Problem to solve - For the word "binary", give the number of lines in these entries that contain it, with nothing else.

▼▼▼

//! # Courier Envelope Codec
//!
//! ## Purpose
//!
//! Packages a *context* record and a *payload* record, each with its own
//! schema, into one self-describing binary envelope, and takes such envelopes
//! apart again on the receiving side:
//! - Envelope wire format (four length-prefixed fields)
//! - Record encode/decode contract (value + schema <-> bytes)
//! - Payload type resolution from the schema name carried in the envelope
//! - Stage-tagged error taxonomy shared by publishers and consumers
//!
//! ## Architecture Role
//!
//! ```text
//! payload value ──► Message::encode ──┐
//! context       ──────────────────────┴─► write_envelope ──► bytes
//!
//! bytes ──► read_envelope ──► Context::decode_from_envelope
//!                        └──► Message::decode_from_envelope ──► TypeRegistry
//!                                        └──► Message::decode ──► Box<dyn AvroRecord>
//! ```
//!
//! ## What This Crate Does NOT Contain
//! - Queue transport, acknowledgement or retry
//! - Handler dispatch and re-publishing (see `courier-pipeline`)
//! - Schema evolution or compatibility checking
//!
//! The record codec itself is Avro binary encoding via `apache-avro`.

pub mod context;
pub mod envelope;
pub mod error;
pub mod message;
pub mod record;
pub mod registry;
pub mod schema;

pub use context::Context;
pub use envelope::{read_envelope, write_envelope, Envelope, ENVELOPE_SCHEMA};
pub use error::{
    BoxError, CodecError, CodecResult, ConsumeError, ConsumeStage, PublishError, PublishStage,
};
pub use message::Message;
pub use record::{AvroRecord, GenericRecord, GenericRecordBuilder, SpecificRecord};
pub use registry::{RecordFactory, ResolvedType, TypeRegistry};
pub use schema::Schema;

// Avro value type used by record implementations
pub use apache_avro::types::Value;
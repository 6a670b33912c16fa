//! Envelope inspector - prints what an envelope carries without a registry
//!
//! Usage:
//!   envelope-inspect capture.bin
//!   envelope-inspect --hex tests/fixtures/valid_envelope.hex
//!   envelope-inspect --hex --decode capture.hex

use anyhow::{Context as _, Result};
use clap::Parser;
use courier_codec::{read_envelope, Context, Message, Schema};
use std::path::PathBuf;
use tracing::{debug, info};

#[derive(Parser, Debug)]
#[command(name = "envelope-inspect")]
#[command(about = "Inspect a Courier envelope")]
#[command(version)]
struct Args {
    /// Envelope file (raw bytes, or hex text with --hex)
    file: PathBuf,

    /// Treat the file as hex text
    #[arg(long)]
    hex: bool,

    /// Also decode context and payload generically and print their values
    #[arg(long)]
    decode: bool,

    /// Log level (trace, debug, info, warn, error)
    #[arg(short, long, default_value = "warn")]
    log_level: String,
}

fn main() -> Result<()> {
    let args = Args::parse();
    init_logging(&args);

    let raw = std::fs::read(&args.file)
        .with_context(|| format!("Failed to read {}", args.file.display()))?;
    let bytes = if args.hex {
        let text = String::from_utf8(raw).context("Hex input is not UTF-8")?;
        hex::decode(text.trim()).context("Invalid hex input")?
    } else {
        raw
    };
    debug!(len = bytes.len(), "Read envelope bytes");

    let envelope = read_envelope(&bytes)?;
    let context = Context::from_envelope(&envelope)?;
    let payload_schema = Schema::parse(&envelope.message_schema)
        .context("Payload schema text is not a valid schema")?;
    info!("Envelope decoded");

    println!("envelope bytes:  {}", bytes.len());
    println!("context schema:  {}", envelope.context_schema);
    println!("context bytes:   {}", envelope.context_buffer.len());
    println!(
        "payload type:    {}",
        payload_schema.full_name().unwrap_or_else(|| "<anonymous>".to_string())
    );
    println!("payload schema:  {}", envelope.message_schema);
    println!("payload bytes:   {}", envelope.message_buffer.len());

    if args.decode {
        let context_value = context.decode()?;
        println!("context value:   {:?}", context_value.value());

        let payload = Message::with_parts(payload_schema, envelope.message_buffer.clone());
        let payload_value = payload.decode()?;
        println!("payload value:   {:?}", payload_value);
    }

    Ok(())
}

fn init_logging(args: &Args) {
    let log_level = match args.log_level.to_lowercase().as_str() {
        "trace" => tracing::Level::TRACE,
        "debug" => tracing::Level::DEBUG,
        "info" => tracing::Level::INFO,
        "error" => tracing::Level::ERROR,
        _ => tracing::Level::WARN,
    };

    tracing_subscriber::fmt()
        .with_max_level(log_level)
        .with_writer(std::io::stderr)
        .init();
}
//! Context record carried alongside every payload
//!
//! Unlike payloads, the context is never resolved by name: every consumer
//! reads it generically regardless of payload type. Its schema is parsed
//! straight from the envelope text and decodes always yield a
//! [`GenericRecord`].
//!
//! Context bytes must start with a datum valid for the context schema.
//! Bytes after that datum are carried along untouched; existing producers
//! send an empty-record context followed by `{}`.

use crate::envelope::Envelope;
use crate::error::{CodecResult, ConsumeError, ConsumeStage, PublishError, PublishStage};
use crate::message::{encode_record, Message};
use crate::record::{AvroRecord, GenericRecord};
use crate::schema::Schema;
use bytes::Bytes;

/// Generic, always-anonymous metadata record
#[derive(Debug, Clone, Default)]
pub struct Context {
    message: Message,
}

impl Context {
    pub fn new() -> Self {
        Self::default()
    }

    /// Context from schema text and already-encoded bytes, ready to publish
    ///
    /// Only the schema text is checked; the bytes are taken as given.
    pub fn from_parts(schema_text: &str, data: impl Into<Bytes>) -> CodecResult<Self> {
        let schema = Schema::parse(schema_text)?;
        Ok(Self {
            message: Message::with_parts(schema, data),
        })
    }

    /// Encode a context value; must happen before the context is published
    pub fn encode(&mut self, value: &dyn AvroRecord) -> Result<(), PublishError> {
        let (schema, data) = encode_record(value)
            .map_err(|e| PublishError::new(PublishStage::EncodeMessageContent, e))?;
        self.message.set_parts(schema, data);
        Ok(())
    }

    /// Decode the context bytes as a generic record
    pub fn decode(&self) -> Result<GenericRecord, ConsumeError> {
        let (schema, value) = self
            .message
            .decode_leading_value()
            .map_err(|e| ConsumeError::new(ConsumeStage::DecodeContext, e))?;
        Ok(GenericRecord::from_value(schema.clone(), value))
    }

    /// Adopt the envelope's context schema and bytes verbatim
    ///
    /// Fails with `DecodeContext` when the schema text does not parse or
    /// the bytes do not hold a datum for it.
    pub fn decode_from_envelope(&mut self, envelope: &Envelope) -> Result<&mut Self, ConsumeError> {
        let schema = Schema::parse(&envelope.context_schema)
            .map_err(|e| ConsumeError::new(ConsumeStage::DecodeContext, e))?;
        let message = Message::with_parts(schema, Bytes::copy_from_slice(&envelope.context_buffer));
        message
            .decode_leading_value()
            .map_err(|e| ConsumeError::new(ConsumeStage::DecodeContext, e))?;

        self.message = message;
        Ok(self)
    }

    pub fn from_envelope(envelope: &Envelope) -> Result<Self, ConsumeError> {
        let mut context = Self::new();
        context.decode_from_envelope(envelope)?;
        Ok(context)
    }

    pub fn schema(&self) -> Option<&Schema> {
        self.message.schema()
    }

    pub fn schema_text(&self) -> Option<&str> {
        self.message.schema_text()
    }

    pub fn data(&self) -> Option<&[u8]> {
        self.message.data()
    }

    pub fn data_buffer(&self) -> Option<Bytes> {
        self.message.data_buffer()
    }

    pub fn as_message(&self) -> &Message {
        &self.message
    }
}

▲▲▲

Reply to the task - 2